Oral antibiotics not inferior to IV-only therapy in blood, bone infections
Use of oral antibiotics in the treatment of osteomyelitis, bacteraemia, and infective endocarditis results in shorter hospital stay, has a better safety profile, and appears to be similarly effective when compared to intravenous (IV)-only therapy, a recent study has shown.
“Treatment guidelines should be modified to indicate that oral therapy is appropriate for reasonably selected patients with osteomyelitis, bacteraemia, and endocarditis,” the investigators said.
A systematic review was performed on prospective, controlled trials comparing IV-only to oral stepdown regimens in the treatment of these invasive bacterial infections.
The investigators used the PubMed database and identified seven relevant randomized controlled trials (RCTs) of osteomyelitis, nine of bacteraemia, one including both osteomyelitis and bacteraemia, and three of endocarditis, as well as one quasi-experimental endocarditis study.

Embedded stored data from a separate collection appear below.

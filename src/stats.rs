use itertools::{Itertools, MinMaxResult};

/// Mean, sample standard deviation and minimum of repeated runs.
#[derive(Clone, Copy, Debug, PartialEq)]
pub struct Summary {
    pub mean: f64,
    pub std: f64,
    pub min: f64,
    pub runs: usize,
}

impl Summary {
    pub fn from_runs(res: &[f64]) -> Option<Summary> {
        let min = match res.iter().cloned().minmax_by(|a, b| a.total_cmp(b)) {
            MinMaxResult::NoElements => return None,
            MinMaxResult::OneElement(x) => x,
            MinMaxResult::MinMax(x, _) => x,
        };
        let n = res.len() as f64;
        let mean = res.iter().sum::<f64>() / n;
        let std = if res.len() > 1 {
            (res.iter().map(|x| (x - mean) * (x - mean)).sum::<f64>() / (n - 1.0)).sqrt()
        } else {
            0.0
        };
        Some(Summary { mean, std, min, runs: res.len() })
    }
}
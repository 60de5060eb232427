use bit_set::BitSet;
use crate::bipartite_graph::TypeGraph;
use crate::realization::Realization;

/// Entry `i` is the offline vertex matched to arrival `i`, or `None` if the arrival was left unmatched.
pub type MatchResult = Vec<Option<usize>>;

/// Offline vertices that are already matched. A vertex enters at most once and never leaves.
pub struct SelectionSet {
    matched: BitSet,
}

impl SelectionSet {
    pub fn new(g: &TypeGraph) -> SelectionSet {
        SelectionSet { matched: BitSet::with_capacity(g.node_count()) }
    }

    #[inline(always)]
    pub fn contains(&self, j: usize) -> bool {
        self.matched.contains(j)
    }

    /// Marks `j` as matched. Matching a vertex twice is a logic error.
    pub fn select(&mut self, j: usize) {
        let fresh = self.matched.insert(j);
        debug_assert!(fresh, "offline vertex {} matched twice", j);
    }

    pub fn len(&self) -> usize {
        self.matched.len()
    }

    pub fn is_empty(&self) -> bool {
        self.matched.is_empty()
    }
}

/// Number of matched arrivals.
pub fn match_size(res: &MatchResult) -> usize {
    res.iter().filter(|m| m.is_some()).count()
}

/// Checks that `res` is a matching of the realization graph: one entry per arrival,
/// every matched vertex adjacent to the arrival's type and used at most once.
pub fn is_valid_matching(g: &TypeGraph, r: &Realization, res: &MatchResult) -> bool {
    if res.len() != r.len() {
        return false;
    }
    let mut used = BitSet::with_capacity(g.node_count());
    for (i, m) in res.iter().enumerate() {
        if let Some(j) = *m {
            if !g.neighbors(r.type_of(i)).contains(&j) || !used.insert(j) {
                return false;
            }
        }
    }
    true
}

#[cfg(test)]
mod tests {
    use super::*;

    fn path_graph() -> TypeGraph {
        let mut g = TypeGraph::new(2, 2);
        g.add_edge(0, 2).unwrap();
        g.add_edge(0, 3).unwrap();
        g.add_edge(1, 3).unwrap();
        g
    }

    #[test]
    fn counts_matched_arrivals() {
        assert_eq!(match_size(&vec![Some(2), None, Some(3)]), 2);
        assert_eq!(match_size(&vec![None, None]), 0);
    }

    #[test]
    fn rejects_reused_or_foreign_vertices() {
        let g = path_graph();
        let r = Realization::from_types(&g, vec![0, 1]).unwrap();
        assert!(is_valid_matching(&g, &r, &vec![Some(2), Some(3)]));
        assert!(is_valid_matching(&g, &r, &vec![Some(3), None]));
        assert!(!is_valid_matching(&g, &r, &vec![Some(3), Some(3)]));
        assert!(!is_valid_matching(&g, &r, &vec![None, Some(2)]));
        assert!(!is_valid_matching(&g, &r, &vec![None]));
    }

    #[test]
    fn selection_set_tracks_vertices() {
        let g = path_graph();
        let mut s = SelectionSet::new(&g);
        assert!(s.is_empty());
        s.select(3);
        assert!(s.contains(3));
        assert!(!s.contains(2));
        assert_eq!(s.len(), 1);
    }
}
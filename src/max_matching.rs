use std::collections::VecDeque;
use crate::bipartite_graph::TypeGraph;
use crate::matching::MatchResult;
use crate::realization::Realization;

/// Maximum matching of the realization graph, in which arrival `i` is adjacent to the
/// neighbors of its type. This is the offline optimum every online policy is compared to.
pub fn maximum_matching(g: &TypeGraph, r: &Realization) -> MatchResult {
    let mut res: MatchResult = vec![None; r.len()];
    let mut owner: Vec<Option<usize>> = vec![None; g.node_count()];
    for s in 0..r.len() {
        augment(g, r, &mut res, &mut owner, s);
    }
    res
}

/// Searches an augmenting path starting at the unmatched arrival `s` by BFS and flips it.
fn augment(g: &TypeGraph, r: &Realization, res: &mut MatchResult, owner: &mut [Option<usize>], s: usize) {
    let mut vis: Vec<bool> = vec![false; g.node_count()];
    let mut pre: Vec<usize> = vec![0; g.node_count()];
    let mut q: VecDeque<usize> = VecDeque::new();
    q.push_back(s);
    while let Some(u) = q.pop_front() {
        for j in g.neighbors(r.type_of(u)).iter().cloned() {
            if vis[j] {
                continue;
            }
            vis[j] = true;
            pre[j] = u;
            match owner[j] {
                Some(v) => q.push_back(v),
                None => {
                    flip_path(res, owner, &pre, j);
                    return;
                }
            }
        }
    }
}

fn flip_path(res: &mut MatchResult, owner: &mut [Option<usize>], pre: &[usize], free: usize) {
    let mut j = free;
    loop {
        let u = pre[j];
        let next = res[u];
        res[u] = Some(j);
        owner[j] = Some(u);
        match next {
            None => return,
            Some(nj) => j = nj,
        }
    }
}
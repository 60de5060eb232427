use std::fmt;
use log::{debug, info};
use rand::rngs::StdRng;
use rand::SeedableRng;
use rayon::prelude::*;
use crate::balance::{balance_ocs, balance_swor};
use crate::bipartite_graph::TypeGraph;
use crate::error::GraphError;
use crate::estimate::optimal_matching_prob;
use crate::heuristic::{min_degree, ranking, sampling_without_replacement};
use crate::matching::match_size;
use crate::max_matching::maximum_matching;
use crate::realization::{ArrivalMode, Realization};
use crate::regularized_greedy::{regularized_greedy, TypeProb};
use crate::stats::Summary;

#[derive(Clone, Copy, Debug, PartialEq, Eq, Hash)]
pub enum Algorithm {
    Opt,
    StochasticSwor,
    RegularizedGreedy,
    Ranking,
    BalanceSwor,
    BalanceOcs,
    MinDegree,
}

impl Algorithm {
    pub fn name(self) -> &'static str {
        match self {
            Algorithm::Opt => "OPT",
            Algorithm::StochasticSwor => "StochasticSWOR",
            Algorithm::RegularizedGreedy => "RegularizedGreedy",
            Algorithm::BalanceSwor => "Balance-SWOR",
            Algorithm::BalanceOcs => "Balance-OCS",
            Algorithm::Ranking => "Ranking",
            Algorithm::MinDegree => "MinDegree",
        }
    }
}

impl fmt::Display for Algorithm {
    fn fmt(&self, f: &mut fmt::Formatter<'_>) -> fmt::Result {
        f.pad(self.name())
    }
}

#[derive(Clone, Debug)]
pub struct ExperimentConfig {
    /// Number of simulated repetitions per graph.
    pub repetitions: usize,
    pub seed: u64,
    pub mode: ArrivalMode,
    /// Samples for the Monte-Carlo estimate of the reference probabilities.
    pub estimate_samples: usize,
}

impl Default for ExperimentConfig {
    fn default() -> Self {
        ExperimentConfig { repetitions: 1000, seed: 0, mode: ArrivalMode::Stochastic, estimate_samples: 1000 }
    }
}

/// Result of an experiment on one type graph.
#[derive(Clone, Debug)]
pub struct Report {
    /// Size of the optimal matching.
    pub opt: Summary,
    /// Matching size of every online algorithm relative to the mean optimum.
    pub ratios: Vec<(Algorithm, Summary)>,
}

impl Report {
    pub fn ratio(&self, alg: Algorithm) -> Option<&Summary> {
        self.ratios.iter().find(|(a, _)| *a == alg).map(|(_, s)| s)
    }
}

impl fmt::Display for Report {
    fn fmt(&self, f: &mut fmt::Formatter<'_>) -> fmt::Result {
        writeln!(f, "{:<20} {:>8} {:>8} {:>8}", "Algorithm", "mean", "std", "min")?;
        writeln!(f, "{:<20} {:>8.3} {:>8.3} {:>8.3}", Algorithm::Opt, self.opt.mean, self.opt.std, self.opt.min)?;
        for (alg, s) in self.ratios.iter() {
            writeln!(f, "{:<20} {:>8.3} {:>8.3} {:>8.3}", alg, s.mean, s.std, s.min)?;
        }
        Ok(())
    }
}

fn repetition_seed(seed: u64, rep: usize) -> u64 {
    seed.wrapping_add(1 + rep as u64)
}

/// Runs all algorithms on `g`, see [`ExperimentConfig`]. Repetitions run in parallel, each
/// with its own seeded generator, so the report only depends on the configuration.
pub fn run(g: &TypeGraph, cfg: &ExperimentConfig) -> Result<Report, GraphError> {
    let arrivals = g.online_size();
    let mut rng = StdRng::seed_from_u64(cfg.seed);
    match cfg.mode {
        ArrivalMode::Stochastic => {
            let prob = optimal_matching_prob(g, cfg.estimate_samples, arrivals, &mut rng)?;
            info!("estimated reference probabilities from {} samples", cfg.estimate_samples);
            let algs = [
                Algorithm::Opt,
                Algorithm::StochasticSwor,
                Algorithm::RegularizedGreedy,
                Algorithm::Ranking,
                Algorithm::BalanceSwor,
                Algorithm::BalanceOcs,
                Algorithm::MinDegree,
            ];
            let runs = (0..cfg.repetitions).into_par_iter().map(|rep| -> Result<Vec<usize>, GraphError> {
                let mut rng = StdRng::seed_from_u64(repetition_seed(cfg.seed, rep));
                let r = g.realize(arrivals, ArrivalMode::Stochastic, &mut rng)?;
                Ok(stochastic_repetition(g, &r, &prob, &mut rng))
            }).collect::<Result<Vec<Vec<usize>>, GraphError>>()?;
            Ok(summarize(&algs, &runs))
        },
        ArrivalMode::Adversarial => {
            let r = g.realize(arrivals, ArrivalMode::Adversarial, &mut rng)?;
            let opt = match_size(&maximum_matching(g, &r));
            let min_deg = match_size(&min_degree(g, &r));
            let algs = [Algorithm::Opt, Algorithm::Ranking, Algorithm::BalanceSwor, Algorithm::BalanceOcs, Algorithm::MinDegree];
            let runs: Vec<Vec<usize>> = (0..cfg.repetitions).into_par_iter().map(|rep| {
                let mut rng = StdRng::seed_from_u64(repetition_seed(cfg.seed, rep));
                let rank = match_size(&ranking(g, &r, &mut rng));
                let swor = match_size(&balance_swor(g, &r, &mut rng));
                let ocs = match_size(&balance_ocs(g, &r, &mut rng));
                debug!("repetition {}: opt {} ranking {} swor {} ocs {}", rep, opt, rank, swor, ocs);
                vec![opt, rank, swor, ocs, min_deg]
            }).collect();
            Ok(summarize(&algs, &runs))
        }
    }
}

fn stochastic_repetition(g: &TypeGraph, r: &Realization, prob: &TypeProb, rng: &mut StdRng) -> Vec<usize> {
    let opt = match_size(&maximum_matching(g, r));
    let sampled = match_size(&sampling_without_replacement(g, r, prob, rng));
    let greedy = match_size(&regularized_greedy(g, r, prob));
    let rank = match_size(&ranking(g, r, rng));
    let swor = match_size(&balance_swor(g, r, rng));
    let ocs = match_size(&balance_ocs(g, r, rng));
    let min_deg = match_size(&min_degree(g, r));
    debug!("opt {} sampled {} greedy {} ranking {} swor {} ocs {} min-degree {}", opt, sampled, greedy, rank, swor, ocs, min_deg);
    vec![opt, sampled, greedy, rank, swor, ocs, min_deg]
}

/// `runs[rep][k]` is the matching size of `algs[k]` in repetition `rep`; `algs[0]` is the optimum.
fn summarize(algs: &[Algorithm], runs: &[Vec<usize>]) -> Report {
    let column = |k: usize| runs.iter().map(|sizes| sizes[k] as f64).collect::<Vec<f64>>();
    let empty = Summary { mean: 0.0, std: 0.0, min: 0.0, runs: 0 };
    let opt = Summary::from_runs(&column(0)).unwrap_or(empty);
    let ratios = algs.iter().enumerate().skip(1).map(|(k, &alg)| {
        let sizes = column(k);
        let ratio: Vec<f64> = sizes.iter().map(|&s| if opt.mean > 0.0 { s / opt.mean } else { 1.0 }).collect();
        (alg, Summary::from_runs(&ratio).unwrap_or(empty))
    }).collect();
    Report { opt, ratios }
}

Results were then synthesized through forest plots and funnel charts (for risk of study bias), with the use of RevMan 5.4.1 and Meta-Essentials freeware, respectively.

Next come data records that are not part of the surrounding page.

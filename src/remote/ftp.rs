//! FTP implementation of [`RemoteSource`] on top of `suppaftp`'s blocking
//! client. Every protocol round-trip runs on tokio's blocking pool so a slow
//! server never stalls the runtime.

use std::io::{Read, Write};
use std::net::{SocketAddr, ToSocketAddrs};
use std::path::{Path, PathBuf};
use std::sync::atomic::{AtomicBool, Ordering};
use std::sync::Arc;
use std::time::Duration;

use async_trait::async_trait;
use chrono::NaiveDateTime;
use suppaftp::types::FileType;
use suppaftp::{FtpError, FtpStream};

use super::error::TransportError;
use super::{RemoteListing, RemoteSession, RemoteSource};

/// Connection parameters for the FTP server.
#[derive(Clone)]
pub struct FtpSettings {
    pub host: String,
    pub port: u16,
    pub user: String,
    pub password: String,
    pub timeout: Duration,
}

impl std::fmt::Debug for FtpSettings {
    fn fmt(&self, f: &mut std::fmt::Formatter<'_>) -> std::fmt::Result {
        f.debug_struct("FtpSettings")
            .field("host", &self.host)
            .field("port", &self.port)
            .field("user", &self.user)
            .field("password", &"<redacted>")
            .field("timeout", &self.timeout)
            .finish()
    }
}

#[derive(Debug, Clone)]
pub struct FtpSource {
    settings: FtpSettings,
}

impl FtpSource {
    pub fn new(settings: FtpSettings) -> Self {
        Self { settings }
    }

    fn addr(&self) -> String {
        format!("{}:{}", self.settings.host, self.settings.port)
    }
}

#[async_trait]
impl RemoteSource for FtpSource {
    async fn connect(&self) -> Result<Box<dyn RemoteSession>, TransportError> {
        let settings = self.settings.clone();
        let addr = self.addr();
        let stream = tokio::task::spawn_blocking(move || open_stream(&settings, &addr)).await??;
        Ok(Box::new(FtpSession {
            stream: Some(stream),
        }))
    }

    fn describe(&self) -> String {
        format!("ftp://{}", self.addr())
    }
}

fn open_stream(settings: &FtpSettings, addr: &str) -> Result<FtpStream, TransportError> {
    let connect_err = |message: String| TransportError::Connect {
        addr: addr.to_string(),
        message,
    };

    let sock: SocketAddr = (settings.host.as_str(), settings.port)
        .to_socket_addrs()
        .map_err(|e| connect_err(e.to_string()))?
        .next()
        .ok_or_else(|| connect_err("host resolved to no addresses".to_string()))?;

    let mut stream =
        FtpStream::connect_timeout(sock, settings.timeout).map_err(|e| connect_err(e.to_string()))?;
    stream
        .get_ref()
        .set_read_timeout(Some(settings.timeout))
        .map_err(|e| connect_err(e.to_string()))?;

    stream
        .login(settings.user.as_str(), settings.password.as_str())
        .map_err(|e| TransportError::Login {
            user: settings.user.clone(),
            message: e.to_string(),
        })?;
    stream
        .transfer_type(FileType::Binary)
        .map_err(|e| connect_err(e.to_string()))?;

    tracing::debug!(addr, "FTP session opened");
    Ok(stream)
}

/// An open FTP control connection.
///
/// The stream is moved into each blocking task and handed back afterwards.
/// If a task panics or its future is dropped mid-flight the stream is gone
/// and the session reports [`TransportError::Closed`] from then on.
pub struct FtpSession {
    stream: Option<FtpStream>,
}

impl FtpSession {
    async fn run<T, F>(&mut self, op: F) -> Result<T, TransportError>
    where
        F: FnOnce(&mut FtpStream) -> Result<T, TransportError> + Send + 'static,
        T: Send + 'static,
    {
        let mut stream = self.stream.take().ok_or(TransportError::Closed)?;
        let (stream, result) = tokio::task::spawn_blocking(move || {
            let result = op(&mut stream);
            (stream, result)
        })
        .await?;
        self.stream = Some(stream);
        result
    }
}

#[async_trait]
impl RemoteSession for FtpSession {
    async fn list(&mut self, remote_dir: &str) -> Result<RemoteListing, TransportError> {
        let dir = remote_dir.to_string();
        let lines = self
            .run(move |ftp| {
                ftp.mlsd(Some(dir.as_str())).map_err(|e| TransportError::List {
                    path: dir.clone(),
                    message: e.to_string(),
                })
            })
            .await?;
        parse_mlsd_listing(&lines, true)
    }

    async fn fetch(&mut self, remote_path: &str) -> Result<Vec<u8>, TransportError> {
        let path = remote_path.to_string();
        self.run(move |ftp| {
            ftp.retr_as_buffer(&path)
                .map(|cursor| cursor.into_inner())
                .map_err(|e| TransportError::Transfer {
                    path: path.clone(),
                    message: e.to_string(),
                })
        })
        .await
    }

    async fn fetch_to(
        &mut self,
        remote_path: &str,
        local_path: &Path,
    ) -> Result<(), TransportError> {
        let path = remote_path.to_string();
        let local: PathBuf = local_path.to_path_buf();
        let abandon = AbandonOnDrop::new();
        let abandoned = abandon.flag();
        self.run(move |ftp| {
            let write_err = |e: std::io::Error| TransportError::LocalWrite {
                path: local.display().to_string(),
                source: e,
            };
            if abandoned.load(Ordering::Relaxed) {
                return Err(TransportError::Closed);
            }
            let mut file = std::fs::File::create(&local).map_err(write_err)?;
            let copied = ftp.retr(&path, |reader| {
                copy_unless_abandoned(reader, &mut file, &abandoned).map_err(FtpError::ConnectionError)
            });
            if abandoned.load(Ordering::Relaxed) {
                drop(file);
                let _ = std::fs::remove_file(&local);
                return Err(TransportError::Closed);
            }
            copied.map_err(|e| TransportError::Transfer {
                path: path.clone(),
                message: e.to_string(),
            })?;
            file.flush().map_err(write_err)
        })
        .await
    }

    async fn close(&mut self) {
        let result = self.run(|ftp| ftp.quit().map_err(|_| TransportError::Closed)).await;
        if let Err(e) = result {
            tracing::debug!(error = %e, "FTP QUIT failed");
        }
        self.stream = None;
    }
}

/// Raises its flag when dropped, telling a blocking transfer that nobody
/// awaits it any more.
struct AbandonOnDrop(Arc<AtomicBool>);

impl AbandonOnDrop {
    fn new() -> Self {
        Self(Arc::new(AtomicBool::new(false)))
    }

    fn flag(&self) -> Arc<AtomicBool> {
        Arc::clone(&self.0)
    }
}

impl Drop for AbandonOnDrop {
    fn drop(&mut self) {
        self.0.store(true, Ordering::Relaxed);
    }
}

/// Copy `reader` into `out`, giving up between chunks once `abandoned` is set.
fn copy_unless_abandoned(
    reader: &mut dyn Read,
    out: &mut impl Write,
    abandoned: &AtomicBool,
) -> std::io::Result<u64> {
    let mut buf = vec![0u8; 64 * 1024];
    let mut total = 0u64;
    loop {
        if abandoned.load(Ordering::Relaxed) {
            return Err(std::io::Error::new(
                std::io::ErrorKind::Interrupted,
                "transfer abandoned",
            ));
        }
        let n = match reader.read(&mut buf) {
            Ok(0) => return Ok(total),
            Ok(n) => n,
            Err(e) if e.kind() == std::io::ErrorKind::Interrupted => continue,
            Err(e) => return Err(e),
        };
        out.write_all(&buf[..n])?;
        total += n as u64;
    }
}

/// Parse MLSD lines into a listing.
///
/// Each line is `fact=value;fact=value; name` (RFC 3659). Only `type` and
/// `modify` are consulted. Entries of type `cdir`/`pdir` are always dropped;
/// `dir` entries are dropped when `skip_dirs` is set.
pub(crate) fn parse_mlsd_listing(
    lines: &[String],
    skip_dirs: bool,
) -> Result<RemoteListing, TransportError> {
    let mut listing = RemoteListing::new();
    for line in lines {
        let line = line.trim_end_matches(['\r', '\n']);
        if line.is_empty() {
            continue;
        }
        if let Some((name, ts)) = parse_mlsd_line(line, skip_dirs)? {
            listing.insert(name, ts);
        }
    }
    Ok(listing)
}

fn parse_mlsd_line(line: &str, skip_dirs: bool) -> Result<Option<(String, String)>, TransportError> {
    let parse_err = |reason: &str| TransportError::Parse {
        line: line.to_string(),
        reason: reason.to_string(),
    };

    let (facts, name) = line
        .split_once(' ')
        .ok_or_else(|| parse_err("missing fact/name separator"))?;
    if name.is_empty() {
        return Err(parse_err("empty name"));
    }

    let mut kind = None;
    let mut modify = None;
    for fact in facts.split(';').filter(|f| !f.is_empty()) {
        let Some((key, value)) = fact.split_once('=') else {
            continue;
        };
        match key.to_ascii_lowercase().as_str() {
            "type" => kind = Some(value.to_ascii_lowercase()),
            "modify" => modify = Some(value),
            _ => {}
        }
    }

    let kind = kind.ok_or_else(|| parse_err("no type fact"))?;
    match kind.as_str() {
        "cdir" | "pdir" => return Ok(None),
        "file" => {}
        _ if skip_dirs => return Ok(None),
        _ => {}
    }

    let modify = modify.ok_or_else(|| parse_err("no modify fact"))?;
    let ts = normalize_timestamp(modify).ok_or_else(|| parse_err("bad modify timestamp"))?;
    Ok(Some((name.to_string(), ts)))
}

/// Truncate fractional seconds and check the result is a real date.
fn normalize_timestamp(raw: &str) -> Option<String> {
    let ts = raw.get(..14)?;
    NaiveDateTime::parse_from_str(ts, "%Y%m%d%H%M%S").ok()?;
    Some(ts.to_string())
}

All 21 studies showed neither substantial difference in clinical efficacy nor superiority of IV-only vs oral antimicrobial therapy; no between-group difference was also seen for mortality.

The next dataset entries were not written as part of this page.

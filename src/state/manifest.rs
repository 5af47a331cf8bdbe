//! Per-directory TSV manifest: what the remote looked like at the last
//! successful sync of that directory.
//!
//! Format: a header row `fname\tmodify_timestamp`, plus a `checksum` column
//! when any entry carries one (release notes). Rows are sorted by filename,
//! so the same manifest always serializes to the same bytes.

use std::collections::BTreeMap;
use std::path::Path;

use serde::Deserialize;

use super::error::StateError;
use super::write_atomic;
use crate::remote::RemoteListing;

pub const MANIFEST_FILE: &str = ".manifest.tsv";

#[derive(Debug, Clone, PartialEq, Eq)]
pub struct ManifestEntry {
    pub modify_timestamp: String,
    pub checksum: Option<String>,
}

#[derive(Debug, Clone, Default, PartialEq, Eq)]
pub struct Manifest {
    entries: BTreeMap<String, ManifestEntry>,
}

#[derive(Debug, Deserialize)]
struct ManifestRow {
    fname: String,
    modify_timestamp: String,
    #[serde(default)]
    checksum: Option<String>,
}

impl Manifest {
    pub fn new() -> Self {
        Self::default()
    }

    /// Snapshot a remote listing, timestamps only.
    pub fn from_listing(listing: &RemoteListing) -> Self {
        let entries = listing
            .records()
            .map(|rec| {
                (
                    rec.filename.clone(),
                    ManifestEntry {
                        modify_timestamp: rec.modify_timestamp.clone(),
                        checksum: None,
                    },
                )
            })
            .collect();
        Self { entries }
    }

    pub fn insert(&mut self, filename: impl Into<String>, entry: ManifestEntry) {
        self.entries.insert(filename.into(), entry);
    }

    pub fn get(&self, filename: &str) -> Option<&ManifestEntry> {
        self.entries.get(filename)
    }

    pub fn len(&self) -> usize {
        self.entries.len()
    }

    pub fn is_empty(&self) -> bool {
        self.entries.is_empty()
    }

    pub fn iter(&self) -> impl Iterator<Item = (&str, &ManifestEntry)> {
        self.entries.iter().map(|(k, v)| (k.as_str(), v))
    }

    pub fn filenames(&self) -> impl Iterator<Item = &str> {
        self.entries.keys().map(String::as_str)
    }

    pub fn timestamps(&self) -> BTreeMap<String, String> {
        self.entries
            .iter()
            .map(|(name, e)| (name.clone(), e.modify_timestamp.clone()))
            .collect()
    }

    fn encode(&self) -> Result<Vec<u8>, csv::Error> {
        let with_checksum = self.entries.values().any(|e| e.checksum.is_some());
        let mut wtr = csv::WriterBuilder::new()
            .delimiter(b'\t')
            .from_writer(Vec::new());
        if with_checksum {
            wtr.write_record(["fname", "modify_timestamp", "checksum"])?;
        } else {
            wtr.write_record(["fname", "modify_timestamp"])?;
        }
        for (name, entry) in &self.entries {
            if with_checksum {
                wtr.write_record([
                    name.as_str(),
                    entry.modify_timestamp.as_str(),
                    entry.checksum.as_deref().unwrap_or(""),
                ])?;
            } else {
                wtr.write_record([name.as_str(), entry.modify_timestamp.as_str()])?;
            }
        }
        wtr.into_inner()
            .map_err(|e| csv::Error::from(e.into_error()))
    }

    fn decode(bytes: &[u8]) -> Result<Self, csv::Error> {
        let mut rdr = csv::ReaderBuilder::new()
            .delimiter(b'\t')
            .from_reader(bytes);
        let mut manifest = Manifest::new();
        for row in rdr.deserialize() {
            let row: ManifestRow = row?;
            manifest.insert(
                row.fname,
                ManifestEntry {
                    modify_timestamp: row.modify_timestamp,
                    checksum: row.checksum.filter(|c| !c.is_empty()),
                },
            );
        }
        Ok(manifest)
    }
}

/// Read the manifest stored in `dir`.
///
/// `Ok(None)` means the directory has never completed a sync.
pub async fn read_manifest(dir: &Path) -> Result<Option<Manifest>, StateError> {
    let path = dir.join(MANIFEST_FILE);
    let bytes = match tokio::fs::read(&path).await {
        Ok(b) => b,
        Err(e) if e.kind() == std::io::ErrorKind::NotFound => {
            tracing::debug!(dir = %dir.display(), "No manifest found");
            return Ok(None);
        }
        Err(e) => return Err(StateError::read(path, e)),
    };
    Manifest::decode(&bytes)
        .map(Some)
        .map_err(|source| StateError::Manifest { path, source })
}

/// Overwrite the manifest stored in `dir`.
pub async fn write_manifest(dir: &Path, manifest: &Manifest) -> Result<(), StateError> {
    let path = dir.join(MANIFEST_FILE);
    let bytes = manifest
        .encode()
        .map_err(|source| StateError::Manifest {
            path: path.clone(),
            source,
        })?;
    write_atomic(&path, &bytes).await
}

In addition, none of the eligible studies demonstrated that IV-only treatment was better in terms of efficacy. However, patients in the IV-only group had greater frequency of catheter-related adverse events and duration of inpatient hospitalization.
“Numerous prospective, controlled investigations demonstrate that oral antibiotics are at least as effective, safer, and lead to shorter hospitalizations than IV-only therapy; no contrary data were identified,” the investigators said.